Unlike The White Guard, however, this volume begs an existential question: was there any need to replace Julie Curtis’ groundbreaking translation of largely identical material, Manuscripts Don’t Burn: A Life in Letters and Diaries (Bloomsbury, 1991)? Moreover, Curtis’ translations were made at a time when the goodwill of Bulgakov’s widow (the apparently adipose Lyubov’ Evgenyevna – see below) was required to obtain original documents, not forgetting the goodwill of an intimidating network of Soviet scholars. Manuscripts Don’t Burn  remains a more important scholarly resource, primarily because it provides fuller historical context by including letters from Bulgakov’s family and acquaintances (and helpfully prefaces each chronological section with a characterful commentary). Curtis’s collection, however, achieves its range by omitting or editing sections of Bulgakov’s own correspondence. These are restored in Cockrell’s new translation, which excludes all voices except Bulgakov’s own. The writer emerges through his own words: bitter, observant, whimsical, flippant, conceited, bizarrely unjust to his first wife (he asked her not to acknowledge him if she ever saw him in the street with another woman; she apparently consented), extravagantly uxorious toward his third.
Bulgakov and poklonnitsa [female admirer]
Curtis’s and Cockrell’s books complement, rather than replace, each other; moreover, Cockrell is probably the better stylist, reproducing Bulgakov’s suave yet idiosyncratic flow in absorbingly natural English. But because he is less literal than Curtis, he is also, in places, less strictly accurate. This sample comparison demonstrates both Cockrell’s  smoother style (and tact, in his choice of adjective for Bulgakov’s wife), and his slightly misleading version of the phrase ‘
унижаюсь даже до легкой ревности’. Here's the original (and my deliberately 'straight' translation):

 Ужасное состояние: все больше влюбляюсь в свою жену. Так обидно--10 лет открещивался от своего... Бабы,  как бабы. А теперь унижаюсь даже до легкой ревности. Чем-то мила и сладка. И толстая. Газет не читал сегодня.
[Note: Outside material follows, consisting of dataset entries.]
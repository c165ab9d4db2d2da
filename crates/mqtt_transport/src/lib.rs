//! # MQTT Transport
//!
//! `Transport` implementation on an MQTT 3.1.1 connection.
//!
//! - 连接使用 `transport.user` / `password`，client id 默认等于 user
//! - 单一事件循环任务按到达顺序回调订阅，保证同一连接内消息有序
//! - `publish` / `subscribe` / `unsubscribe` 等待服务端确认 (PubAck / PubComp / SubAck / UnsubAck)
//! - 断线后自动重连并恢复订阅

mod settings;
mod transport;

pub use settings::MqttSettings;
pub use transport::MqttTransport;
//! Dispatch metrics for observability

use std::sync::atomic::{AtomicU64, Ordering};

use contracts::Intent;

/// Counters for the dispatch loop
#[derive(Debug, Default)]
pub struct DispatchMetrics {
    writes: AtomicU64,
    replays: AtomicU64,
    creates: AtomicU64,
    /// Events dropped by routing (unknown database / intent, malformed range)
    dropped: AtomicU64,
    /// Handlers that returned a collaborator error
    failures: AtomicU64,
    panics: AtomicU64,
    /// Ingest queue depth seen after the last receive
    queue_depth: AtomicU64,
    peak_queue_depth: AtomicU64,
}

impl DispatchMetrics {
    /// Create new metrics instance
    pub fn new() -> Self {
        Self::default()
    }

    /// Count an event handled without error
    pub fn inc_dispatched(&self, intent: Intent) {
        let counter = match intent {
            Intent::Write => &self.writes,
            Intent::Replay => &self.replays,
            Intent::Create => &self.creates,
            Intent::Newest | Intent::Invalid => return,
        };
        counter.fetch_add(1, Ordering::Relaxed);
    }

    /// Events of `intent` handled without error
    pub fn dispatched(&self, intent: Intent) -> u64 {
        match intent {
            Intent::Write => self.writes.load(Ordering::Relaxed),
            Intent::Replay => self.replays.load(Ordering::Relaxed),
            Intent::Create => self.creates.load(Ordering::Relaxed),
            Intent::Newest | Intent::Invalid => 0,
        }
    }

    pub fn inc_dropped(&self) {
        self.dropped.fetch_add(1, Ordering::Relaxed);
    }

    pub fn inc_failures(&self) {
        self.failures.fetch_add(1, Ordering::Relaxed);
    }

    pub fn inc_panics(&self) {
        self.panics.fetch_add(1, Ordering::Relaxed);
    }

    /// Record the ingest queue depth left after taking an event
    pub fn set_queue_depth(&self, depth: usize) {
        let depth = depth as u64;
        self.queue_depth.store(depth, Ordering::Relaxed);
        self.peak_queue_depth.fetch_max(depth, Ordering::Relaxed);
    }

    pub fn queue_depth(&self) -> u64 {
        self.queue_depth.load(Ordering::Relaxed)
    }

    /// Deepest backlog observed by the consumer
    pub fn peak_queue_depth(&self) -> u64 {
        self.peak_queue_depth.load(Ordering::Relaxed)
    }

    /// Get snapshot of all metrics
    pub fn snapshot(&self) -> MetricsSnapshot {
        MetricsSnapshot {
            writes: self.writes.load(Ordering::Relaxed),
            replays: self.replays.load(Ordering::Relaxed),
            creates: self.creates.load(Ordering::Relaxed),
            dropped: self.dropped.load(Ordering::Relaxed),
            failures: self.failures.load(Ordering::Relaxed),
            panics: self.panics.load(Ordering::Relaxed),
        }
    }
}

/// Snapshot of dispatch metrics (for reporting)
#[derive(Debug, Clone, Copy, Default, PartialEq, Eq)]
pub struct MetricsSnapshot {
    pub writes: u64,
    pub replays: u64,
    pub creates: u64,
    pub dropped: u64,
    pub failures: u64,
    pub panics: u64,
}

impl MetricsSnapshot {
    /// Every event the loop has consumed
    pub fn total(&self) -> u64 {
        self.writes + self.replays + self.creates + self.dropped + self.failures + self.panics
    }
}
A dreadful state of affairs: I'm falling more and more in love with my wife. It's offensive - for 10 years I've been swearing off my... Women are women. And now I'll even humiliate myself to the point of feeling slightly jealous. There's something nice and sweet about her. And plump. I didn't read any newspapers today.

Julie Curtis:

I'm in a dreadful state: I'm falling more and more in love with my wife. It's so infuriating: for ten years I've refused to have anything to do with... Women are just women. And now I am demeaning myself to the extent even of slight jealousy. Somehow she's very dear to me and sweet. And fat. [last line omitted from translation]

Roger Cockrell:

I'm in a terrible state: I'm falling more and more in love with my wife. How annoying: for the last ten years I've kept on turning away from anyone close to me... a woman is just a woman, after all. But now I allow myself to be humiliated by even the slightest twinge of jealousy. She's sweet and lovely. And large. Didn't read the newspapers today.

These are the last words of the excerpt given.